Omaggiato l’antico maestro, c’è la sensibilità dell’artista moderno. "Mi sono divertito, partendo dalla Sibilla per costruire un racconto e cercando di rispettare i suoi colori, che sono un po’ anche i miei: il nero e il grigio, ad esempio". "E gli squarci viola sotto nubi dorate", aggiunge Lorenzini evocando un altro capolavoro del Guercino, ’L’Assunta’, ora esposto nella vicina pinacoteca San Lorenzo.

"Amo i personaggi – spiega l’artista modenese – che guardano un po’ altrove: la Sibilla non fa eccezione". Ma in primo piano la incalzano, in cerca di risposte, due piccole figure di spalle, ricorrenti nelle opere di Vaccari: "Li chiamo extraterrestri o extracomunitari, vengono da un luogo che non conosco, forse il mondo delle favole, e mi danno la possibilità di narrare qualcosa in più". Hanno una casacca gialla e blu, i colori della bandiera ucraina: in questo cupo periodo dovrà pur significare qualcosa. La sensazione è confermata dal bagliore di fuochi lontani che Vaccari inserisce a margine del dipinto più grande del ciclo – ’Incendio di borgo’ – riecheggiando a modo suo un affresco del Guercino, ben visibile in pinacoteca a pochi metri di distanza, in cui Enea fugge con il padre Anchise e il figlio Ascanio mentre Troia brucia.
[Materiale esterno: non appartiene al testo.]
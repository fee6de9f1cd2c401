use std::fs;
use std::io::{self, BufWriter, Write};
use std::path::{Path, PathBuf};

use tempfile::NamedTempFile;

use crate::error::Result;

/// Name of the hidden directory holding all editing state under a library root.
pub const STATE_DIR: &str = ".keepsake";

/// Directory scheme for editing state, relative to the library root:
///
/// ```text
/// <root>/.keepsake/library.sqlite
/// <root>/.keepsake/originals/<filename>
/// <root>/.keepsake/savepoints/<filename>/<NNNN>-<kind>-<deg>[-e].<ext>
/// <root>/.keepsake/enhanced/<filename>
/// <root>/.keepsake/previews/<filename>.preview.jpg
/// ```
#[derive(Debug, Clone, PartialEq, Eq)]
pub struct EditLayout {
    state_dir: PathBuf,
}

impl EditLayout {
    pub fn new(library_root: &Path) -> Self {
        Self {
            state_dir: library_root.join(STATE_DIR),
        }
    }

    pub fn state_dir(&self) -> &Path {
        &self.state_dir
    }

    pub fn database(&self) -> PathBuf {
        self.state_dir.join("library.sqlite")
    }

    pub fn originals_dir(&self) -> PathBuf {
        self.state_dir.join("originals")
    }

    pub fn save_points_dir(&self) -> PathBuf {
        self.state_dir.join("savepoints")
    }

    pub fn enhanced_dir(&self) -> PathBuf {
        self.state_dir.join("enhanced")
    }

    pub fn previews_dir(&self) -> PathBuf {
        self.state_dir.join("previews")
    }

    pub fn original_for(&self, photo: &Path) -> PathBuf {
        self.originals_dir().join(file_name(photo))
    }

    pub fn save_points_for(&self, photo: &Path) -> PathBuf {
        self.save_points_dir().join(file_name(photo))
    }

    pub fn enhanced_for(&self, photo: &Path) -> PathBuf {
        self.enhanced_dir().join(file_name(photo))
    }

    pub fn preview_for(&self, photo: &Path) -> PathBuf {
        let mut name = file_name(photo).to_os_string();
        name.push(".preview.jpg");
        self.previews_dir().join(name)
    }

    /// Create every directory of the scheme.
    pub fn create_dirs(&self) -> Result<()> {
        for dir in [
            self.originals_dir(),
            self.save_points_dir(),
            self.enhanced_dir(),
            self.previews_dir(),
        ] {
            fs::create_dir_all(dir)?;
        }
        Ok(())
    }
}

fn file_name(path: &Path) -> &std::ffi::OsStr {
    path.file_name().unwrap_or(path.as_os_str())
}

/// File operations used for snapshotting and restoring image variants.
///
/// Every write lands in a temporary file next to the destination and is
/// renamed into place, so a crash never leaves a half-written file under a
/// name that looks valid.
#[derive(Debug, Clone, Copy, Default)]
pub struct FileStore;

impl FileStore {
    pub fn exists(&self, path: &Path) -> bool {
        path.is_file()
    }

    /// Copy `src` to `dst`, replacing `dst` atomically.
    pub fn copy(&self, src: &Path, dst: &Path) -> Result<()> {
        let mut reader = fs::File::open(src)?;
        self.write_atomic(dst, |out| {
            io::copy(&mut reader, out)?;
            Ok(())
        })
    }

    /// Move `src` onto `dst`. Falls back to copy + remove when a rename is
    /// not possible (different filesystems).
    pub fn rename(&self, src: &Path, dst: &Path) -> Result<()> {
        if let Some(parent) = dst.parent() {
            fs::create_dir_all(parent)?;
        }
        match fs::rename(src, dst) {
            Ok(()) => Ok(()),
            Err(err) if err.kind() == io::ErrorKind::NotFound => Err(err.into()),
            Err(_) => {
                self.copy(src, dst)?;
                fs::remove_file(src)?;
                Ok(())
            }
        }
    }

    /// Delete a file. Returns `Ok(false)` if it was already gone.
    pub fn remove(&self, path: &Path) -> Result<bool> {
        match fs::remove_file(path) {
            Ok(()) => Ok(true),
            Err(err) if err.kind() == io::ErrorKind::NotFound => Ok(false),
            Err(err) => Err(err.into()),
        }
    }

    /// Run `write` against a temp file in `dst`'s directory, then rename the
    /// temp file over `dst`.
    pub fn write_atomic<F>(&self, dst: &Path, write: F) -> Result<()>
    where
        F: FnOnce(&mut BufWriter<&mut fs::File>) -> Result<()>,
    {
        let dir = dst.parent().unwrap_or_else(|| Path::new("."));
        fs::create_dir_all(dir)?;
        let mut tmp = NamedTempFile::new_in(dir)?;
        {
            let mut out = BufWriter::new(tmp.as_file_mut());
            write(&mut out)?;
            out.flush()?;
        }
        tmp.as_file().sync_all()?;
        tmp.persist(dst)?;
        Ok(())
    }
}
use std::fs;
use std::path::{Path, PathBuf};

use crate::domain::{CropRect, Orientation};
use crate::error::Result;

/// The edit a save point was taken for.
#[derive(Debug, Clone, Copy, PartialEq, Eq, Hash)]
pub enum EditKind {
    Crop,
    Enhance,
}

impl EditKind {
    pub fn as_str(&self) -> &'static str {
        match self {
            Self::Crop => "crop",
            Self::Enhance => "enhance",
        }
    }

    fn parse(s: &str) -> Option<Self> {
        match s {
            "crop" => Some(Self::Crop),
            "enhance" => Some(Self::Enhance),
            _ => None,
        }
    }
}

impl std::fmt::Display for EditKind {
    fn fmt(&self, f: &mut std::fmt::Formatter<'_>) -> std::fmt::Result {
        f.write_str(self.as_str())
    }
}

/// Snapshot of a photo's backing file taken right before a destructive edit.
/// The snapshot file is owned by this entry alone.
#[derive(Debug, Clone, PartialEq, Eq)]
pub struct SavePoint {
    pub snapshot_file: PathBuf,
    /// Whether the snapshotted backing file was the enhanced variant.
    pub enhance_performed: bool,
    pub kind: EditKind,
    pub orientation: Orientation,
    /// Pending crop at the time of the snapshot. Not encoded in the file
    /// name, so always `None` for stacks rebuilt from disk.
    pub crop: Option<CropRect>,
}

/// File name for the snapshot at `index`: `NNNN-<kind>-<degrees>[-e].<ext>`.
pub(crate) fn snapshot_name(
    index: usize,
    kind: EditKind,
    orientation: Orientation,
    enhanced: bool,
    extension: &str,
) -> String {
    let flag = if enhanced { "-e" } else { "" };
    format!(
        "{index:04}-{kind}-{deg}{flag}.{extension}",
        deg = orientation.degrees()
    )
}

#[derive(Debug, PartialEq, Eq)]
pub(crate) struct ParsedName {
    pub index: usize,
    pub kind: EditKind,
    pub orientation: Orientation,
    pub enhanced: bool,
}

pub(crate) fn parse_snapshot_name(name: &str) -> Option<ParsedName> {
    let (stem, _ext) = name.rsplit_once('.')?;
    let mut parts = stem.split('-');
    let index_str = parts.next()?;
    if index_str.len() != 4 {
        return None;
    }
    let index = index_str.parse().ok()?;
    let kind = EditKind::parse(parts.next()?)?;
    let orientation = Orientation::from_degrees(parts.next()?.parse().ok()?)?;
    let enhanced = match parts.next() {
        None => false,
        Some("e") => true,
        Some(_) => return None,
    };
    if parts.next().is_some() {
        return None;
    }
    Some(ParsedName {
        index,
        kind,
        orientation,
        enhanced,
    })
}

/// Rebuild a save-point stack from a photo's snapshot directory.
///
/// Entries must form the contiguous sequence `0000, 0001, ...`; anything
/// past the first gap is ignored along with names that do not parse.
pub(crate) fn load_stack(dir: &Path) -> Result<Vec<SavePoint>> {
    if !dir.is_dir() {
        return Ok(Vec::new());
    }

    let mut found: Vec<(ParsedName, PathBuf)> = Vec::new();
    for entry in fs::read_dir(dir)? {
        let entry = entry?;
        let name = entry.file_name().to_string_lossy().into_owned();
        if name.starts_with('.') {
            // Leftover temp file from an interrupted snapshot
            continue;
        }
        match parse_snapshot_name(&name) {
            Some(parsed) => found.push((parsed, entry.path())),
            None => tracing::warn!(file = %entry.path().display(), "ignoring unrecognised snapshot"),
        }
    }
    found.sort_by_key(|(parsed, _)| parsed.index);

    let mut stack = Vec::with_capacity(found.len());
    for (expected, (parsed, path)) in found.into_iter().enumerate() {
        if parsed.index != expected {
            tracing::warn!(
                dir = %dir.display(),
                expected,
                found = parsed.index,
                "gap in save point sequence, ignoring later snapshots"
            );
            break;
        }
        stack.push(SavePoint {
            snapshot_file: path,
            enhance_performed: parsed.enhanced,
            kind: parsed.kind,
            orientation: parsed.orientation,
            crop: None,
        });
    }
    Ok(stack)
}
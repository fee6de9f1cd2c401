use std::path::PathBuf;

/// Outcome of checking one metadata row against the filesystem.
#[derive(Debug, Clone, PartialEq, Eq)]
pub struct FileCheck {
    pub id: i64,
    pub filename: PathBuf,
    pub exists: bool,
}

/// Lazy per-row verification pass over a snapshot of the metadata table.
///
/// Each `next()` stats exactly one file, so the host decides how much work
/// to do between UI updates and may stop at any point. Rows are read up
/// front; starting over means asking the store for a new pass.
#[derive(Debug)]
pub struct FileVerification {
    rows: std::vec::IntoIter<(i64, PathBuf)>,
}

impl FileVerification {
    pub(crate) fn new(rows: Vec<(i64, PathBuf)>) -> Self {
        Self {
            rows: rows.into_iter(),
        }
    }
}

impl Iterator for FileVerification {
    type Item = FileCheck;

    fn next(&mut self) -> Option<FileCheck> {
        let (id, filename) = self.rows.next()?;
        let exists = filename.is_file();
        Some(FileCheck {
            id,
            filename,
            exists,
        })
    }

    fn size_hint(&self) -> (usize, Option<usize>) {
        self.rows.size_hint()
    }
}

impl ExactSizeIterator for FileVerification {}

/// Summary of a completed reconcile pass.
#[derive(Debug, Clone, Default, PartialEq, Eq)]
pub struct ReconcileReport {
    pub checked: usize,
    /// Rows that were deleted, with the file each one pointed at.
    pub removed: Vec<FileCheck>,
}

impl ReconcileReport {
    pub fn removed_ids(&self) -> Vec<i64> {
        self.removed.iter().map(|check| check.id).collect()
    }
}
Ma c’è dell’altro: la passione per i grandi enigmi della fisica, un ’pallino’ di Vaccari. Così cambia aspetto il ciondolo ornamentale della Sibilla guercinesca: spuntano una M e una Q, appunto meccanica quantistica. Come dire, tutto nel mondo è probabilistico. Lo intuì la scienza, molto si è avverato. ’Credo che il corto circuito funzioni’, chiosa l’autore. Intorno al nucleo centrale di dipinti a olio c’è un gruppo di disegni, tra cui spicca un ritratto del Guercino. "Si conoscono solo un paio di autoritratti ufficiali, forse non li amava perché era strabico. Così l’ho disegnato di profilo, senza bisogno dell’intelligenza artificiale: mi sembra davvero somigliante". La sintesi finale è affidata a Lorenzini, che descrive il dialogo tra Vaccari e il maestro centese con il motto ’a maggior gloria della pittura’, coniato da Vittorio Sgarbi proprio per il Guercino, evocando insieme l’arte del barocco e il recente ritorno al figurativo. "La distanza è grande, ma sono analoghi il virtuosismo tecnico e lo sguardo sul mondo".